In an effort to differentiate the cell-mediated immune responses in patients who were prone to AV scarring vs AV patients who were not prone to AV scarring, Holland et al investigated various cellular and vascular biomarkers from the biopsies of inflamed lesions on the backs of AV patients.²³ The lesions were 6 hours to 7 days in duration.

Holland et al observed that patients who did not have AV scarring had an effuse influx of CD4+ T cells, macrophages, and Langerhans cells early in the lesions’ development, and a significant number of these cells expressed HLA-DR. In the patients without AV scarring, the investigators also noted significant angiogenesis and vascular adhesion molecule expression in the early phase of their lesion development.
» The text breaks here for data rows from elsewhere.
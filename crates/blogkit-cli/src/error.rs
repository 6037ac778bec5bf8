//! Error handling for the blogkit CLI.
//!
//! Provides structured errors with:
//! - User-friendly messages
//! - Actionable suggestions
//! - Exit code mapping

use std::error::Error;

use owo_colors::OwoColorize;
use thiserror::Error;

use blogkit_core::error::BlogkitError;

pub use blogkit_core::error::ErrorCategory as CoreCategory;

/// Result type alias for CLI operations.
pub type CliResult<T> = Result<T, CliError>;

/// CLI error types.
#[derive(Debug, Error)]
pub enum CliError {
    /// The first non-flag token is not a known command.
    #[error("Unknown command: {command}")]
    UnknownCommand { command: String },

    // ── Config errors ──────────────────────────────────────────────────────
    /// A configuration file could not be read or parsed.
    #[error("Configuration error: {message}")]
    ConfigError {
        message: String,
        #[source]
        source: Option<Box<dyn std::error::Error + Send + Sync>>,
    },

    // ── Core errors ────────────────────────────────────────────────────────
    /// An error propagated from `blogkit-core`.
    #[error("Scaffolding failed: {0}")]
    Core(#[from] BlogkitError),

    // ── System errors ──────────────────────────────────────────────────────
    /// Writing to the terminal or reading the working directory failed.
    #[error("I/O error: {message}")]
    IoError {
        message: String,
        #[source]
        source: std::io::Error,
    },
}

impl From<std::io::Error> for CliError {
    fn from(err: std::io::Error) -> Self {
        CliError::IoError {
            message: err.to_string(),
            source: err,
        }
    }
}

impl CliError {
    /// Get user-actionable suggestions for fixing this error.
    pub fn suggestions(&self) -> Vec<String> {
        match self {
            Self::UnknownCommand { .. } => vec![
                "Available commands: scaffold, help".into(),
                "Example: blogkit scaffold --basePath=blog".into(),
            ],

            Self::ConfigError { message, .. } => vec![
                format!("Configuration issue: {}", message),
                "Check .blogkit.toml in the project root".into(),
                "Check the file passed with --config".into(),
            ],

            Self::Core(core_err) => core_err.suggestions(),

            Self::IoError { message, .. } => vec![
                format!("I/O operation failed: {}", message),
                "Check file permissions".into(),
            ],
        }
    }

    /// Get the error category for styling and exit codes.
    pub fn category(&self) -> ErrorCategory {
        match self {
            Self::UnknownCommand { .. } => ErrorCategory::UserError,
            Self::ConfigError { .. } => ErrorCategory::Configuration,
            Self::Core(core) => match core.category() {
                CoreCategory::Validation => ErrorCategory::UserError,
                CoreCategory::NotFound | CoreCategory::Internal => ErrorCategory::Internal,
            },
            Self::IoError { .. } => ErrorCategory::Internal,
        }
    }

    /// Exit code to pass to the OS.
    ///
    /// | Category      | Code |
    /// |---------------|------|
    /// | User error    |  1   |
    /// | Configuration |  4   |
    /// | Internal      |  1   |
    ///
    /// Code 2 is left to clap's own argument errors.
    pub fn exit_code(&self) -> u8 {
        match self.category() {
            ErrorCategory::UserError => 1,
            ErrorCategory::Configuration => 4,
            ErrorCategory::Internal => 1,
        }
    }

    /// Format the error for display with colors and suggestions.
    pub fn format_colored(&self, verbose: bool) -> String {
        let mut output = String::new();

        output.push_str(&format!(
            "\n{} {}\n\n",
            "✗".red().bold(),
            "Error:".red().bold()
        ));
        output.push_str(&format!("  {}\n", self.to_string().red()));

        if verbose {
            let mut source = self.source();
            while let Some(err) = source {
                output.push_str(&format!(
                    "\n  {} {}\n",
                    "→".dimmed(),
                    err.to_string().dimmed()
                ));
                source = err.source();
            }
        }

        let suggestions = self.suggestions();
        if !suggestions.is_empty() {
            output.push_str(&format!("\n{}\n", "Suggestions:".yellow().bold()));
            for suggestion in suggestions {
                output.push_str(&format!("  {}\n", suggestion));
            }
        }

        if !verbose {
            output.push('\n');
            output.push_str(&format!(
                "{} {}\n",
                "\u{2139}".blue(), // ℹ
                "Use -v / --verbose for more details.".dimmed(),
            ));
        }

        output
    }

    /// Plain-text version of [`Self::format_colored`], no ANSI codes.
    pub fn format_plain(&self, verbose: bool) -> String {
        let mut out = String::new();
        out.push_str(&format!("\nError: {}\n", self));

        if verbose {
            let mut src = self.source();
            while let Some(err) = src {
                out.push_str(&format!("  Caused by: {err}\n"));
                src = err.source();
            }
        }

        let suggestions = self.suggestions();
        if !suggestions.is_empty() {
            out.push_str("\nSuggestions:\n");
            for s in &suggestions {
                out.push_str(&format!("  {s}\n"));
            }
        }

        if !verbose {
            out.push_str("\nUse -v / --verbose for more details.\n");
        }

        out
    }

    /// Log the error using tracing.
    pub fn log(&self) {
        match self.category() {
            ErrorCategory::UserError => tracing::warn!("User error: {}", self),
            ErrorCategory::Configuration => tracing::error!("Configuration error: {}", self),
            ErrorCategory::Internal => tracing::error!("Internal error: {}", self),
        }

        if let Some(source) = self.source() {
            tracing::debug!("Caused by: {}", source);
        }
    }
}

/// Error categories for classification.
#[derive(Debug, Clone, Copy, PartialEq, Eq)]
pub enum ErrorCategory {
    /// Bad command or invalid input.
    UserError,
    /// Configuration error.
    Configuration,
    /// Internal/system error.
    Internal,
}

#[cfg(test)]
mod tests {
    use std::io;
    use std::path::PathBuf;

    use blogkit_core::application::ApplicationError;

    use super::*;

    fn fs_error() -> CliError {
        BlogkitError::from(ApplicationError::FilesystemError {
            path: PathBuf::from("/p/src/middleware.ts"),
            reason: "Failed to write file: denied".into(),
        })
        .into()
    }

    #[test]
    fn unknown_command_message_names_the_command() {
        let err = CliError::UnknownCommand {
            command: "frobnicate".into(),
        };
        assert_eq!(err.to_string(), "Unknown command: frobnicate");
        assert!(err.suggestions().iter().any(|s| s.contains("scaffold")));
    }

    #[test]
    fn exit_codes() {
        let unknown = CliError::UnknownCommand {
            command: "x".into(),
        };
        let config = CliError::ConfigError {
            message: "x".into(),
            source: None,
        };
        let io = CliError::from(io::Error::other("e"));

        assert_eq!(unknown.exit_code(), 1);
        assert_eq!(config.exit_code(), 4);
        assert_eq!(io.exit_code(), 1);
        assert_eq!(fs_error().exit_code(), 1);
    }

    #[test]
    fn core_errors_carry_core_suggestions() {
        let err = fs_error();
        assert_eq!(err.category(), ErrorCategory::Internal);
        assert!(err.suggestions().iter().any(|s| s.contains("middleware.ts")));
    }

    #[test]
    fn format_plain_contains_error_header() {
        let s = fs_error().format_plain(false);
        assert!(s.contains("Error: Scaffolding failed"));
        assert!(s.contains("Suggestions:"));
        assert!(s.contains("--verbose"));
    }

    #[test]
    fn format_plain_verbose_shows_cause() {
        let err = CliError::ConfigError {
            message: "bad file".into(),
            source: Some(Box::new(io::Error::other("parse failure"))),
        };
        let s = err.format_plain(true);
        assert!(s.contains("Caused by: parse failure"));
        assert!(!s.contains("--verbose"));
    }
}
Conversely, the patients with scarring had significantly less CD4+ T cells, Langerhans cells, and a lower cellular HLA-DR expression in the early development of their lesions. Moreover, patients with scarring had higher angiogenesis molecule expression after 48 hours, and they experienced a later influx of macrophages, and increased cellular HLA-DR expression. Holland et al concluded that patients with scarring had an initial cellular response to AV that was weaker and less effective, but that it was more protracted throughout the resolution of AV lesions.

As the understanding of the pathogenesis of AV has expanded, so has the understanding of multiple facets of P. acnes, including its various genotypes. P. acnes has been subdivided into type I, type II, and type III. Within type I, there are 2 subtypes, IA and IB, whose distinction was initially based on serologic differentiation of cell wall carbohydrates and phage typing and later confirmed by analysis of recA, tly, and CAMP gene sequences.^24,25 P. acnes type III was identified in a 2008 article in which the investigators found isolates belonging to a novel recA cluster of P. acnes that was distinct from types I and II.²⁶

P. acnes type IA has an extremely high association with acne, and it has been shown to be phenotypically resistant to multiple antibiotics, including tetracycline, clindamycin, and erythromycin, because of resistance conferring mutations in the 16S ribosomal RNA gene and the 23S rRNA gene.²⁷ In contrast, P. acnes type 1B is not specifically associated with AV, which challenges the traditional concept that all P. acnes contributes to AV pathogenesis. When comparing the different P. acnes types for pro-inflammatory expression, Jasson et al found that P. acnes type III had the highest pro-inflammatory potential due to its up-regulation of PAR-2, TNF-α, MMP-13, and tissue inhibitor of metalloproteinases-2.²⁸

P. acnes resistance to antibiotics is a major concern for clinicians. A growing body of evidence indicates that antibiotic resistance and AV pathogenesis are associated with particular types or subtypes of P. acnes. For example, resistance to erythromycin was described as early as 1972 and, since then, widespread resistance among P. acnes to macrolides, lincosamines, and tetracyclines has been reported in several countries.^29,30 Acne vulgaris patients who do not respond to antibiotics may carry a strain of P. acnes with diverse virulence potential and antibiotic resistance patterns. These findings provide an explanation for the difficulties in predicting the clinical effects of antibiotic treatment for AV.